The goal, she says, is to find ways to build a more equitable world, inclusive of all humans.
Trauma-informed care
In the early '80s and '90s, Dr. Rodriguez was based at the Trauma Foundation as part of a joint Stanford/University of California, San Francisco program. There, he witnessed how the prevention of traumatic injuries – whether related to violence, firearms, burns, excess alcohol use, etc. – led to widespread impacts for those who were most at risk as well as the general population.
“We were working to reframe violence from being seen as a criminal justice problem to a public health issue,” he says.
The program was housed in San Francisco General Hospital. One floor below their office was the Family Violence Prevention Fund, which aimed to help health care professionals in the emergency department who were struggling to support survivors of domestic and sexual violence.
“The Fund invited the Trauma Foundation in and described how they realized that holding the hands of survivors in the ER, while important, was not enough,” he says.
Dr. Rodriguez says he developed programs to help educate doctors, nurses and other health professionals on how to address intimate partner violence and provide trauma-informed care.
“Trauma-informed care supports all patients by assuming that most patients have a history of trauma,” Dr. Rodriguez says. “From this perspective the clinical setting shifts from one that judges and blames the victim by saying, ‘what is wrong with this person’ and instead asks, ‘what happened to this person?’”
Creating a safe environment for people who have experienced trauma includes keeping parking lots or structures well-lit, keeping noise levels low in waiting rooms and using welcoming language on signage. In the end, these modifications create a welcoming environment for all patients.
For the curb-cut concept to take effect on a mass scale, we have a “responsibility to address, minimize and eliminate barriers” to equity and inclusion, Dr. Rodriguez says.
“Our general approach has been to look at these different sectors as individual and independent ones, but that limits our ability to move forward as a society,” he says.
“Realizing that these systems are interrelated helps us align our vision and coordination. This way everybody benefits and the impact is magnified.”
From affinity groups and student organizations such as the Disabilities and Chronic Illness student organization, to the Office of Health Equity, Diversity and Inclusion and Office of Justice, Equity and Inclusion, numerous efforts to build a more inclusive and equitable culture are underway at UCLA Health.

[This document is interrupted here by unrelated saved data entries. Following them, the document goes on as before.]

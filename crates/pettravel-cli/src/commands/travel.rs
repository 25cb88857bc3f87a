use anyhow::Result;
use colored::Colorize;
use pettravel_client::models::{CreateUserQueryRequest, QueryFeedbackRequest, RequirementFilter};

use super::Context;
use crate::cli::{OutputFormat, QueriesCommands, RequirementsCommands};
use crate::output::{Column, print_data, print_success};

const COUNTRY_COLUMNS: &[Column] = &[("ID", "id"), ("Code", "code"), ("Name", "name")];

const PET_TYPE_COLUMNS: &[Column] = &[("ID", "id"), ("Name", "name"), ("Species", "species")];

const REQUIREMENT_COLUMNS: &[Column] = &[
    ("ID", "id"),
    ("Country", "country"),
    ("Pet type", "pet_type"),
    ("Description", "description"),
    ("Days before", "validity_period"),
    ("Mandatory", "is_mandatory"),
];

const QUERY_COLUMNS: &[Column] = &[
    ("ID", "id"),
    ("From", "origin_country"),
    ("To", "destination_country"),
    ("Question", "query"),
    ("Rating", "feedback_rating"),
];

pub async fn countries(ctx: &Context) -> Result<()> {
    let countries = ctx.client.countries().await?;
    print_data(&countries, ctx.format, COUNTRY_COLUMNS)
}

pub async fn pet_types(ctx: &Context) -> Result<()> {
    let types = ctx.client.pet_types().await?;
    print_data(&types, ctx.format, PET_TYPE_COLUMNS)
}

pub async fn requirements(ctx: &Context, command: RequirementsCommands) -> Result<()> {
    match command {
        RequirementsCommands::List {
            country,
            pet_type,
            mandatory,
        } => {
            let filter = RequirementFilter {
                country,
                pet_type,
                is_mandatory: mandatory,
            };
            let requirements = ctx.client.requirements(filter).await?;
            print_data(&requirements, ctx.format, REQUIREMENT_COLUMNS)
        }
        RequirementsCommands::Get { id } => {
            let requirement = ctx.client.requirement(id).await?;
            print_data(&requirement, ctx.format, REQUIREMENT_COLUMNS)?;
            if ctx.format == OutputFormat::Table && !requirement.documentation_needed.is_empty() {
                println!("{}", "Documentation needed:".cyan());
                for doc in &requirement.documentation_needed {
                    println!("  - {doc}");
                }
            }
            Ok(())
        }
    }
}

pub async fn queries(ctx: &Context, command: QueriesCommands) -> Result<()> {
    match command {
        QueriesCommands::List => {
            let queries = ctx.client.user_queries().await?;
            print_data(&queries, ctx.format, QUERY_COLUMNS)
        }
        QueriesCommands::Ask {
            from,
            to,
            pet_type,
            question,
            conversation,
        } => {
            let request = CreateUserQueryRequest {
                origin_country: from,
                destination_country: to,
                pet_type,
                query: question,
                conversation_id: conversation,
            };
            let answer = ctx.client.create_user_query(&request).await?;
            if ctx.format == OutputFormat::Table {
                println!("{}", answer.response);
                if let Some(conversation) = &answer.conversation_id {
                    println!(
                        "\n{} {} (query {})",
                        "Conversation:".cyan(),
                        conversation,
                        answer.id
                    );
                }
                return Ok(());
            }
            print_data(&answer, ctx.format, QUERY_COLUMNS)
        }
        QueriesCommands::Feedback {
            id,
            rating,
            comments,
        } => {
            let request = QueryFeedbackRequest {
                feedback_rating: rating,
                feedback_comments: comments,
            };
            ctx.client.update_query_feedback(id, &request).await?;
            print_success(&format!("Thanks! Rated query {id} {rating}/5"));
            Ok(())
        }
    }
}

The newly launched HEALS Curriculum at the David Geffen School of Medicine includes a Global Health Equity Pathway which supports first-year medical students interested in global health projects, research, public health programming, policy and advocacy.
While this pathway benefits the students, it also contributes to a more equitable future. Students take their learnings and have the ability to improve policy and public health programming. They also develop mentorship-style relationships with faculty and various networks, further expanding the knowledge gained and leading to more equitable care for patients across the globe.
Also this year, UCLA Health launched VidaTalk, an iPad app to help patients who may not be able to communicate. The app was originally created for treatment-induced communication impairment such as intubation, but can also help patients who may encounter other hurdles such as language barriers and verbal disabilities. VidaTalk provides a number of languages, knows 100 simple phrases, allows typing and drawing and, ultimately, gives patients a sense of autonomy and dignity.